If a line below includes the string "logistic", copy it.
*** Opening of Given entries ***
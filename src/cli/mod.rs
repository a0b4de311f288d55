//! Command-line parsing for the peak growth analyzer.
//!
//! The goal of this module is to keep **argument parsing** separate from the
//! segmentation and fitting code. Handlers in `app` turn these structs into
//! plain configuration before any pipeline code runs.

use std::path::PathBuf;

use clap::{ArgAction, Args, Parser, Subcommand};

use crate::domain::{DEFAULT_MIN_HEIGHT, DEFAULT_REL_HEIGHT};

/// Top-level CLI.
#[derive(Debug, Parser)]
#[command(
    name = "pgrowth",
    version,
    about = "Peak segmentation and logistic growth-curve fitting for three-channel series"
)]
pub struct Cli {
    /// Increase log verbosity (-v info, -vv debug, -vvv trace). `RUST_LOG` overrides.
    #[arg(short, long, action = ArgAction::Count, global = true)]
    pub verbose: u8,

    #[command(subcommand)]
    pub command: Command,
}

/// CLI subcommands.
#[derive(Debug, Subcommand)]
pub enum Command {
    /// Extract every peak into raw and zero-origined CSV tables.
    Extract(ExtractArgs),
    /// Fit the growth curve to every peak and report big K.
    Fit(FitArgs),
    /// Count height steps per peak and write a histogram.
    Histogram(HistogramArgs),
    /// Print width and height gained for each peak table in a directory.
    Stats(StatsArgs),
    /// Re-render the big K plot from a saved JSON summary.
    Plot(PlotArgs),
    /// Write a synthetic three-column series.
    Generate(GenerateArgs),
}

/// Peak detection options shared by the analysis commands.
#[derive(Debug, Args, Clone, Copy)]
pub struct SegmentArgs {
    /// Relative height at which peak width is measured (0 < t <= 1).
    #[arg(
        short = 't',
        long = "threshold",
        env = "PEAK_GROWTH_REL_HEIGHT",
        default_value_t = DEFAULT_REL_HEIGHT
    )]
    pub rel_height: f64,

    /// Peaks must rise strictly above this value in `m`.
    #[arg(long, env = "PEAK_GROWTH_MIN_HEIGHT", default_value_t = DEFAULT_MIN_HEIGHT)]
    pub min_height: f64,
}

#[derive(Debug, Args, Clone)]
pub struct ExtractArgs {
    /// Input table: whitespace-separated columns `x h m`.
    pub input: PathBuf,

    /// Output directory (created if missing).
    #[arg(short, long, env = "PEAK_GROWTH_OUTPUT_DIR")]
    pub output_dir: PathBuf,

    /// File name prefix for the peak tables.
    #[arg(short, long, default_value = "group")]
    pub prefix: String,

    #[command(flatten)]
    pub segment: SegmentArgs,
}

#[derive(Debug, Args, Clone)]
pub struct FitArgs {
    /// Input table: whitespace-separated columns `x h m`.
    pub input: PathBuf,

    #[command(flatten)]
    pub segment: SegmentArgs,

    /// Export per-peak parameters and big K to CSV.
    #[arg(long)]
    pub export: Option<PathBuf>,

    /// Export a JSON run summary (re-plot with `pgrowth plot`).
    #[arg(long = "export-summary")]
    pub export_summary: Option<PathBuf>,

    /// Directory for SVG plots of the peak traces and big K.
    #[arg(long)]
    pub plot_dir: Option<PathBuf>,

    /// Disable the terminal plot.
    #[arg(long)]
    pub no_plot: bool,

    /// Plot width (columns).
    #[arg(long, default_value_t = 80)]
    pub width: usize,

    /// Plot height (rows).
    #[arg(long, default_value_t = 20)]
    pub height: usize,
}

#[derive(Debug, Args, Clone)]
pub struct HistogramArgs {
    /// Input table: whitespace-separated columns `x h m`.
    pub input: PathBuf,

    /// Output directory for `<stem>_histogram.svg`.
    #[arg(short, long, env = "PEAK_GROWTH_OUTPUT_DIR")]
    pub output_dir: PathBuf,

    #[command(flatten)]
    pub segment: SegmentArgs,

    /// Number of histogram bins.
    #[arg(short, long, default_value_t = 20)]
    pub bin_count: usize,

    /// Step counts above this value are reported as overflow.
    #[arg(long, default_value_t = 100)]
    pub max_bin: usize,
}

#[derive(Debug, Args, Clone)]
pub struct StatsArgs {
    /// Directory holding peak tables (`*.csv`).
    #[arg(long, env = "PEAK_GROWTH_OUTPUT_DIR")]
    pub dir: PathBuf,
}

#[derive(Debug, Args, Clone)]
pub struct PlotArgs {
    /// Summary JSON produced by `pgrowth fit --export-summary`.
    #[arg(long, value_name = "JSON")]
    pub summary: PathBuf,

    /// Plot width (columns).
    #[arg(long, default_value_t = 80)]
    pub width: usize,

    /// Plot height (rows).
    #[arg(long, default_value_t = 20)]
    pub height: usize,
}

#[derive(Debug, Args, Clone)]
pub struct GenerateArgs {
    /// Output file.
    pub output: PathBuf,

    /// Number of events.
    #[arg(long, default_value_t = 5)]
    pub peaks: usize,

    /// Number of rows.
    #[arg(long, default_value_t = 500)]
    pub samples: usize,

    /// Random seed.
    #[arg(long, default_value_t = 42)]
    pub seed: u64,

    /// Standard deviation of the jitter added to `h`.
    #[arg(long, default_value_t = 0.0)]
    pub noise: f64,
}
*** Close of Given entries ***
*** Opening of Given entries ***
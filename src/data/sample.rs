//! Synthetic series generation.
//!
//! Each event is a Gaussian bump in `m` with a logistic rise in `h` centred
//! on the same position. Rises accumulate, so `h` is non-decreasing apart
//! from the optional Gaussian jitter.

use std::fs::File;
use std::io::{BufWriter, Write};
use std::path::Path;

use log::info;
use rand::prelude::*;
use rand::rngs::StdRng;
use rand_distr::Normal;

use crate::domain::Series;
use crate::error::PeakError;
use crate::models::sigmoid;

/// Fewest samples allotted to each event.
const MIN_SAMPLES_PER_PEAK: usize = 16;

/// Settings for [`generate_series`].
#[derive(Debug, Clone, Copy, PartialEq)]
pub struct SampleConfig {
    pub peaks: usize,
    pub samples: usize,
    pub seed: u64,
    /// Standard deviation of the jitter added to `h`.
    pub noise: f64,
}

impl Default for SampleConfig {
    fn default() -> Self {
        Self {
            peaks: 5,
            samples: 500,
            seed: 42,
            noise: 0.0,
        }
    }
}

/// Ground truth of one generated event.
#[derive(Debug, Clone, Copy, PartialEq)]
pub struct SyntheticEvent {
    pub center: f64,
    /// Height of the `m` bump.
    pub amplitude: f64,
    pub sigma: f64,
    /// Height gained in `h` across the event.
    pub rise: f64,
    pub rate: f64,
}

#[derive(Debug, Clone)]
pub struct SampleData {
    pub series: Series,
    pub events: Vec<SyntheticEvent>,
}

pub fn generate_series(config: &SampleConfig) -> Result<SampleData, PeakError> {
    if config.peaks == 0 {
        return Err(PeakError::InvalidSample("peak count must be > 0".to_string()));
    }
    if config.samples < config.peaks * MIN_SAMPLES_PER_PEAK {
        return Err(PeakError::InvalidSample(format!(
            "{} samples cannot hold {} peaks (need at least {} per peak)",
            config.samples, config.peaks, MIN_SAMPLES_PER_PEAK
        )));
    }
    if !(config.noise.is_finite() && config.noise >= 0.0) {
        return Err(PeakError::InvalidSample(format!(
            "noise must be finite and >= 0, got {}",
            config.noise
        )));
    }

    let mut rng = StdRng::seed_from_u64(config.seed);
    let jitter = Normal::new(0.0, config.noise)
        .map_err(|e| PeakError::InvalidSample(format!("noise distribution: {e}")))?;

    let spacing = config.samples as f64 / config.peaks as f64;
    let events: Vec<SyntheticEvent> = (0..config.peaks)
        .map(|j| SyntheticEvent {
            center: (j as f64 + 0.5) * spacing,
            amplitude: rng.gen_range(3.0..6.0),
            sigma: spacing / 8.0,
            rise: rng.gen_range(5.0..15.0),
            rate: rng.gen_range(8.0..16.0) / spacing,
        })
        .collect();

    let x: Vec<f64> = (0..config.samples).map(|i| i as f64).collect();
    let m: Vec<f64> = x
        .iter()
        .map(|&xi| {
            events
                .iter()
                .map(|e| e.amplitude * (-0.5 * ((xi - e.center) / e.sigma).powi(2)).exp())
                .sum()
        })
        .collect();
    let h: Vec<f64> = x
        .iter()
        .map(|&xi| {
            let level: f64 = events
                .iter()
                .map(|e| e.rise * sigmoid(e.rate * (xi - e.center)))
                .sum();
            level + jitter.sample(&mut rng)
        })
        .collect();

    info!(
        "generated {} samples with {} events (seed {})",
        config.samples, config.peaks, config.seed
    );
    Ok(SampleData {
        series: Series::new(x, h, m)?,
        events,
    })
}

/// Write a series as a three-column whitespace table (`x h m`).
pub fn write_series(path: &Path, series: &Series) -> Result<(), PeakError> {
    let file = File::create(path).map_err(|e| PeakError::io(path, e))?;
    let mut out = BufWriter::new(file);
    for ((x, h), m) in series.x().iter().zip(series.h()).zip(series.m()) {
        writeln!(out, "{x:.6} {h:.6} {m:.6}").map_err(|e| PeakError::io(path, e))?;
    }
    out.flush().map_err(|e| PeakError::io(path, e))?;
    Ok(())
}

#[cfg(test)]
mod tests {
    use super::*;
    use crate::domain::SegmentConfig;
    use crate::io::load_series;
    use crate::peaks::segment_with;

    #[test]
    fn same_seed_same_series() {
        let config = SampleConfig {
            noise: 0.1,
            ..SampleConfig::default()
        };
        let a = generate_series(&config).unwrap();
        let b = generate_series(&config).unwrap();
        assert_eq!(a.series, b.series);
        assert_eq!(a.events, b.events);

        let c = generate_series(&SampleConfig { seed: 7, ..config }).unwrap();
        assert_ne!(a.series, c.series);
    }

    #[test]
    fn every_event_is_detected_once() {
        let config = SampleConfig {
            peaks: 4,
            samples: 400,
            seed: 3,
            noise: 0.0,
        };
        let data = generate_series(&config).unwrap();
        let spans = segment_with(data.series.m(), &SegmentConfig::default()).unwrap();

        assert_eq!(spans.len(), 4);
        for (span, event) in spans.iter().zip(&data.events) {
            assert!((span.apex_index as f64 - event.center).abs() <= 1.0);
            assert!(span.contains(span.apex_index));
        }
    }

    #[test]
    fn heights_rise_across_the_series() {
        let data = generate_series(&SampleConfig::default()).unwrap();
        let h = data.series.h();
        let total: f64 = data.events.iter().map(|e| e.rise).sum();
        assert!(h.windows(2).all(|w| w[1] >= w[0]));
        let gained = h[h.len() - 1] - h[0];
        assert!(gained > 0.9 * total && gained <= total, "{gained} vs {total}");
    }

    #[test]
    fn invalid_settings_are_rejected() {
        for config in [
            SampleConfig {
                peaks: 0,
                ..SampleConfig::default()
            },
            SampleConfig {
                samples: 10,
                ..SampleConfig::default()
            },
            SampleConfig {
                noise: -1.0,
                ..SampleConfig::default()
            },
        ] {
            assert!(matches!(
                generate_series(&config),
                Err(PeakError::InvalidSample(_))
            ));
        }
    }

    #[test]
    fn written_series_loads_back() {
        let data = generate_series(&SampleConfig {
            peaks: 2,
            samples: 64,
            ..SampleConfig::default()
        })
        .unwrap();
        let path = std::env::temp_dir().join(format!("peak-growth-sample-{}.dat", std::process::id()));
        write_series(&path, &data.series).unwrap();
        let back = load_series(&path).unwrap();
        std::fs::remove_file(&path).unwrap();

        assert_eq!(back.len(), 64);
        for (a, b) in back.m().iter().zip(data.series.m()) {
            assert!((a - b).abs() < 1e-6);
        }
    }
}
*** Close of Given entries ***
■ Solution for this task
    about = "Peak segmentation and logistic growth-curve fitting for three-channel series"
//! Each event is a Gaussian bump in `m` with a logistic rise in `h` centred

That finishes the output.